La elección de los planos de Giorgos Lanthimos es lo que convierte a su criatura en una obra completamente única. Su acertada composición visual procede de la afilada precisión estética de un cineasta que habla del alma vacía y fragmentada del hombre contemporáneo a través de la imagen, antes incluso de hacerlo explícito por la vía argumental. Los protagonistas permanecen enfocados mientras el resto es casi invisible, impenetrable. La incomunicación va más allá de los diálogos inconclusos. Supone también una necesaria barrera visual, brillantemente filmada.
Si filmas los cuerpos y los rostros quedan fuera del encuadre, entonces filmas el gesto, pero nunca las reacciones. La emoción queda desterrada del relato y ese destierro genera, a su vez, la muerte de todo lo emocional. Ese simple gesto, esa decisión estética, es lo que evita una lectura emotiva, y también que el humor se apodere del relato. Alps es, en su lugar, el análisis forense de una sociedad que priva al individuo de la capacidad de expresar con certeza sus verdaderas emociones, y el cine de Lanthimos lo filma con desesperada contención y el genio visual de una filmografía tan áspera como necesaria.

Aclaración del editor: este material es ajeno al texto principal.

//! Metadata store boundary.
//!
//! One descriptive record is written per successful ingestion. The record
//! is bookkeeping only: cache correctness never depends on it, so callers
//! treat failures as non-fatal.

use chrono::{DateTime, Utc};
use serde::{Deserialize, Serialize};
use std::sync::Mutex;

use super::durable::BoxFuture;
use super::types::StoreError;

/// Descriptive record for one ingested object.
#[derive(Debug, Clone, Serialize, Deserialize)]
pub struct ObjectMetadata {
    /// Original filename supplied by the uploader.
    pub filename: String,
    /// Durable-store key.
    pub key: String,
    /// Object size in bytes.
    pub size_bytes: u64,
    /// MIME type supplied by the uploader.
    pub mime_type: String,
    /// Ingestion time.
    pub created_at: DateTime<Utc>,
}

/// Sink for per-ingestion metadata records.
pub trait MetadataStore: Send + Sync {
    /// Persist one record.
    fn record(&self, metadata: ObjectMetadata) -> BoxFuture<'_, Result<(), StoreError>>;
}

/// In-memory metadata store for tests and local runs.
#[derive(Default)]
pub struct MemoryMetadataStore {
    records: Mutex<Vec<ObjectMetadata>>,
}

impl MemoryMetadataStore {
    /// Create an empty store.
    pub fn new() -> Self {
        Self::default()
    }

    /// All records written so far.
    pub fn records(&self) -> Vec<ObjectMetadata> {
        self.records.lock().expect("metadata lock poisoned").clone()
    }
}

impl MetadataStore for MemoryMetadataStore {
    fn record(&self, metadata: ObjectMetadata) -> BoxFuture<'_, Result<(), StoreError>> {
        Box::pin(async move {
            self.records
                .lock()
                .map_err(|_| StoreError::MetadataFailed("lock poisoned".to_string()))?
                .push(metadata);
            Ok(())
        })
    }
}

La necesidad de pertenencia y de afecto se convierten en puro instinto animal, en deseo de supervivencia y no en deseo de realización. Es esta la cara más amarga del filme, pues el mensaje de Lanthimos está desprovisto de sutilezas y adornos. Esa crueldad descarnada es en realidad la mayor virtud de su cine, pero no la única. Para tratarse de un director que no confía en la música como elemento narrativo y trata de mantenerla apartada de su película, maneja con soberbias formas la relación entre música e imagen, en los primeros minutos de una cinta que comienza con una abrumadora potencia visual y sonora.
La implicación con sus personajes, a pesar del distanciamiento emocional, es otro de sus grandes triunfos, aunque en él también tenga mucho que ver la presencia de una Aggeliki Papoulia que entrega con devoción su cuerpo y espíritu a una película que se sustenta en la fuerza emotiva de su presencia. La dirección de actores, a pesar de parecer sencilla, encierra una naturalidad y una contención propias también de un gran cineasta que aplica como mayor virtud el que su trabajo se traduzca en el resplandor de quienes colaboran con él en las otras disciplinas sobre las que se construye su película.
Cada inofensivo plano de Alps está cargado de significado. También de la fe ciega de un cineasta cuyas imágenes resultan esenciales. Nada sobra y nada falta. En la sobriedad del estilo también recae la fuerza visual de un director que sabe despojarse, de una manera conmovedora, de los adornos innecesarios que pueblan el mediocre sentimiento barroco del audiovisual contemporáneo. Es normal el desconcierto de los que esperan una nueva Canino. El cineasta continúa evolucionando, buscando nuevos caminos, y en ese trazado firma una nueva pieza maestra que no renuncia a encontrar su propia identidad. Compartir esa búsqueda con él termina por revelar la propia voz del cine. El grito de un arte que también se niega a permanecer inmóvil.